Anda di halaman 1dari 5

INDUSTRI GAS BUMI DI INDONESIA

Gas alam telah ditemukan di Indonesia sejak abad ke-18; namun, komersialisasi gas alam
dimulai pada tahun 1970-an. Saat harga minyak melambung tinggi, negara-negara di dunia
mencari energi alternatif dan Indonesia merupakan salah satu produsen gas alam terbesar.
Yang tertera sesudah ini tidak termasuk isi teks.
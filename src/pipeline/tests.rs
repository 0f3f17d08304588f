//! Pipeline Module Tests
//!
//! Validates the interceptor chain's control flow: caching precedence,
//! single-invocation collapse, timeout transience, retry classification,
//! and error normalization.

#[cfg(test)]
mod tests {
    use crate::coordination::types::{Audit, MessageEnvelope, result_key};
    use crate::error::{ExchangeError, FailureRegistry, StorageError};
    use crate::pipeline::caching::CachingInterceptor;
    use crate::pipeline::classify::ClassifyInterceptor;
    use crate::pipeline::retry::RetryInterceptor;
    use crate::pipeline::timeout::TimeoutInterceptor;
    use crate::pipeline::{HandlerFuture, Pipeline, Terminal};
    use crate::backoff::ConstantBackoff;
    use crate::storage::memory::MemoryStorage;
    use crate::storage::contract::Storage;
    use std::sync::Arc;
    use std::sync::atomic::{AtomicUsize, Ordering};
    use std::time::Duration;

    fn envelope(message_type: &str) -> MessageEnvelope {
        MessageEnvelope::new(
            message_type,
            serde_json::json!({"n": 1}),
            Audit::new("tester"),
            None,
        )
    }

    fn caching_pipeline(results: Arc<MemoryStorage>, terminal: Terminal) -> Pipeline {
        Pipeline::builder()
            .with(Arc::new(CachingInterceptor::new(
                results,
                Arc::new(FailureRegistry::new()),
            )))
            .build(terminal)
    }

    // ============================================================
    // CACHING
    // ============================================================

    #[tokio::test]
    async fn test_cache_hit_replays_without_inner_invocation() {
        let results = MemoryStorage::new();
        let calls = Arc::new(AtomicUsize::new(0));

        let counted_calls = calls.clone();
        let terminal: Terminal = Arc::new(move |_env| -> HandlerFuture {
            let calls = counted_calls.clone();
            Box::pin(async move {
                calls.fetch_add(1, Ordering::SeqCst);
                Ok(b"computed".to_vec())
            })
        });
        let pipeline = caching_pipeline(results, terminal);

        let first = pipeline.dispatch(envelope("stats.compute")).await.unwrap();
        let second = pipeline.dispatch(envelope("stats.compute")).await.unwrap();

        assert_eq!(first, b"computed");
        assert_eq!(second, first);
        assert_eq!(calls.load(Ordering::SeqCst), 1);
    }

    #[tokio::test]
    async fn test_cached_exception_takes_precedence_over_new_handler() {
        let results = MemoryStorage::new();

        // First pipeline: the handler fails permanently.
        let failing: Terminal = Arc::new(|_env| -> HandlerFuture {
            Box::pin(async {
                Err(ExchangeError::Domain {
                    kind: "inventory_empty".to_string(),
                    message: "none left".to_string(),
                })
            })
        });
        let first = caching_pipeline(results.clone(), failing)
            .dispatch(envelope("order.place"))
            .await;
        assert!(first.is_err());

        // Second pipeline over the same result store: a healthy handler for
        // the identical message still replays the stored exception.
        let healthy: Terminal =
            Arc::new(|_env| -> HandlerFuture { Box::pin(async { Ok(b"fine now".to_vec()) }) });
        let second = caching_pipeline(results, healthy)
            .dispatch(envelope("order.place"))
            .await;

        match second {
            Err(ExchangeError::Domain { kind, .. }) => assert_eq!(kind, "inventory_empty"),
            other => panic!("expected the cached exception, got {other:?}"),
        }
    }

    #[tokio::test]
    async fn test_concurrent_identical_requests_collapse() {
        let results = MemoryStorage::new();
        let calls = Arc::new(AtomicUsize::new(0));

        let counted_calls = calls.clone();
        let terminal: Terminal = Arc::new(move |_env| -> HandlerFuture {
            let calls = counted_calls.clone();
            Box::pin(async move {
                calls.fetch_add(1, Ordering::SeqCst);
                tokio::time::sleep(Duration::from_millis(20)).await;
                Ok(b"slow result".to_vec())
            })
        });
        let pipeline = Arc::new(caching_pipeline(results, terminal));

        let mut handles = Vec::new();
        for _ in 0..8 {
            let pipeline = pipeline.clone();
            handles.push(tokio::spawn(async move {
                pipeline.dispatch(envelope("report.render")).await.unwrap()
            }));
        }

        for handle in handles {
            assert_eq!(handle.await.unwrap(), b"slow result");
        }
        assert_eq!(calls.load(Ordering::SeqCst), 1);
    }

    #[tokio::test]
    async fn test_transient_outcome_is_never_committed() {
        let results = MemoryStorage::new();

        let terminal: Terminal = Arc::new(|_env| -> HandlerFuture {
            Box::pin(async { Err(ExchangeError::Cancelled) })
        });
        let pipeline = caching_pipeline(results.clone(), terminal);

        let env = envelope("order.place");
        let fingerprint = env.fingerprint.clone();
        let outcome = pipeline.dispatch(env).await;

        assert!(matches!(outcome, Err(ExchangeError::Cancelled)));
        assert!(
            results
                .try_get(&result_key(&fingerprint))
                .await
                .unwrap()
                .is_none(),
            "transient outcomes must not reach the response store"
        );
    }

    // ============================================================
    // TIMEOUT
    // ============================================================

    #[tokio::test]
    async fn test_timeout_raises_transient_and_commits_nothing() {
        let results = MemoryStorage::new();

        let terminal: Terminal = Arc::new(|_env| -> HandlerFuture {
            Box::pin(async {
                tokio::time::sleep(Duration::from_secs(60)).await;
                Ok(Vec::new())
            })
        });
        let pipeline = Pipeline::builder()
            .with(Arc::new(TimeoutInterceptor::new(Duration::from_millis(20))))
            .with(Arc::new(CachingInterceptor::new(
                results.clone(),
                Arc::new(FailureRegistry::new()),
            )))
            .build(terminal);

        let env = envelope("slow.op");
        let fingerprint = env.fingerprint.clone();

        let outcome = pipeline.dispatch(env).await;
        match outcome {
            Err(error @ ExchangeError::Timeout(_)) => assert!(error.is_transient()),
            other => panic!("expected Timeout, got {other:?}"),
        }

        assert!(
            results
                .try_get(&result_key(&fingerprint))
                .await
                .unwrap()
                .is_none()
        );
    }

    // ============================================================
    // RETRY
    // ============================================================

    fn flaky_terminal(calls: Arc<AtomicUsize>, failures_before_success: usize) -> Terminal {
        Arc::new(move |_env| -> HandlerFuture {
            let calls = calls.clone();
            Box::pin(async move {
                let call = calls.fetch_add(1, Ordering::SeqCst);
                if call < failures_before_success {
                    Err(ExchangeError::Storage(StorageError::ConcurrencyExceeded {
                        key: "k".to_string(),
                        attempts: 1,
                    }))
                } else {
                    Ok(b"recovered".to_vec())
                }
            })
        })
    }

    fn retry_pipeline(terminal: Terminal, max_attempts: u32) -> Pipeline {
        Pipeline::builder()
            .with(Arc::new(RetryInterceptor::new(Arc::new(
                ConstantBackoff::new(Duration::from_millis(1), max_attempts),
            ))))
            .build(terminal)
    }

    #[tokio::test]
    async fn test_retry_recovers_from_transient_failures() {
        let calls = Arc::new(AtomicUsize::new(0));
        let pipeline = retry_pipeline(flaky_terminal(calls.clone(), 2), 5);

        let outcome = pipeline.dispatch(envelope("flaky.op")).await.unwrap();

        assert_eq!(outcome, b"recovered");
        assert_eq!(calls.load(Ordering::SeqCst), 3);
    }

    #[tokio::test]
    async fn test_retry_exhaustion_wraps_last_error() {
        let calls = Arc::new(AtomicUsize::new(0));
        let pipeline = retry_pipeline(flaky_terminal(calls.clone(), usize::MAX), 2);

        match pipeline.dispatch(envelope("flaky.op")).await {
            Err(ExchangeError::RetryLimitExceeded { attempts, last }) => {
                assert_eq!(attempts, 3);
                assert!(matches!(
                    *last,
                    ExchangeError::Storage(StorageError::ConcurrencyExceeded { .. })
                ));
            }
            other => panic!("expected RetryLimitExceeded, got {other:?}"),
        }
        assert_eq!(calls.load(Ordering::SeqCst), 3);
    }

    #[tokio::test]
    async fn test_critical_errors_skip_retry() {
        let calls = Arc::new(AtomicUsize::new(0));
        let counted_calls = calls.clone();

        let terminal: Terminal = Arc::new(move |_env| -> HandlerFuture {
            let calls = counted_calls.clone();
            Box::pin(async move {
                calls.fetch_add(1, Ordering::SeqCst);
                Err(ExchangeError::Domain {
                    kind: "inventory_empty".to_string(),
                    message: "none left".to_string(),
                })
            })
        });
        let pipeline = retry_pipeline(terminal, 5);

        let outcome = pipeline.dispatch(envelope("order.place")).await;

        assert!(matches!(outcome, Err(ExchangeError::Domain { .. })));
        assert_eq!(calls.load(Ordering::SeqCst), 1, "critical errors retry nothing");
    }

    // ============================================================
    // CLASSIFICATION
    // ============================================================

    #[tokio::test]
    async fn test_classification_wraps_undeclared_errors() {
        let terminal: Terminal = Arc::new(|_env| -> HandlerFuture {
            Box::pin(async {
                Err(ExchangeError::Storage(StorageError::ConcurrencyExceeded {
                    key: "k".to_string(),
                    attempts: 10,
                }))
            })
        });
        let pipeline = Pipeline::builder()
            .with(Arc::new(ClassifyInterceptor))
            .build(terminal);

        match pipeline.dispatch(envelope("order.place")).await {
            Err(ExchangeError::HandlingFailed(message)) => {
                assert!(message.contains("write contention"))
            }
            other => panic!("expected HandlingFailed, got {other:?}"),
        }
    }

    #[tokio::test]
    async fn test_classification_passes_declared_conditions_through() {
        for declared in [
            ExchangeError::Timeout(Duration::from_secs(1)),
            ExchangeError::Cancelled,
            ExchangeError::Domain {
                kind: "inventory_empty".to_string(),
                message: "none left".to_string(),
            },
        ] {
            let kind_before = declared.kind().to_string();
            let terminal: Terminal = Arc::new(move |_env| -> HandlerFuture {
                let error = match &declared {
                    ExchangeError::Timeout(d) => ExchangeError::Timeout(*d),
                    ExchangeError::Cancelled => ExchangeError::Cancelled,
                    ExchangeError::Domain { kind, message } => ExchangeError::Domain {
                        kind: kind.clone(),
                        message: message.clone(),
                    },
                    _ => unreachable!(),
                };
                Box::pin(async move { Err(error) })
            });
            let pipeline = Pipeline::builder()
                .with(Arc::new(ClassifyInterceptor))
                .build(terminal);

            let outcome = pipeline.dispatch(envelope("any.op")).await;
            assert_eq!(outcome.unwrap_err().kind(), kind_before);
        }
    }
}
Pipa
gas tersebut berasal dari zaman kolonial Belanda pada tahun 1859, dengan perusahaan I.J.
Eindhoven & Co. Gravenhage kemudian diambil alih oleh pemerintah Belanda dan diberi nama
Nederlandsch Indische Gas Maatschappij . Setelah kemerdekaan, pemerintah menasionalisasi
perusahaan tersebut menjadi Perusahaan Gas Negara (PGN) dan Perusahaan Listrik Negara
(PLN) pada tahun 1965. Selain itu, pada masa kemerdekaan, gas tersebut diproduksi oleh
Stanvac Indonesia di Sumatera Bagian Selatan (yang kemudian berubah menjadi PT. Pertamina).
Lapangan ini memiliki cadangan gas non-associated yang ditemukan pada tahun 1958, tiga tahun
kemudian, produksi gas digunakan untuk industri pupuk pertama di Palembang, Sumatera
Selatan. Ini merupakan momen penting dalam perkembangan bisnis gas bumi Indonesia.
Pemanfaatan gas bumi di Indonesia kemudian mengalami peningkatan pesat, sejak tahun 1974
ditandai dengan dibangunnya sistem perpipaan gas dari lapangan Limau ke Prabumulih dan dari
Prabumulih ke Palembang. Pada tahun yang sama, Pertamina memasok gas dari lapangan gas
lepas pantai Laut Jawa dan Cirebon ke kawasan industri di Jawa Barat. Selanjutnya, PGN
mendistribusikan gas bumi di Kota Jakarta pada tahun 1978 dan di Kota Bogor pada tahun 1981
dan kemudian diperluas ke kota-kota lainnya. PGN kemudian mengoperasikan pipa transmisi gas
Grissik-Batam-Singapura pada tahun 2003 dan pipa transmisi dari Sumatera Selatan ke Jawa
Barat pada tahun 2007 (Direktorat Jendral Minyak dan Gas, 2015)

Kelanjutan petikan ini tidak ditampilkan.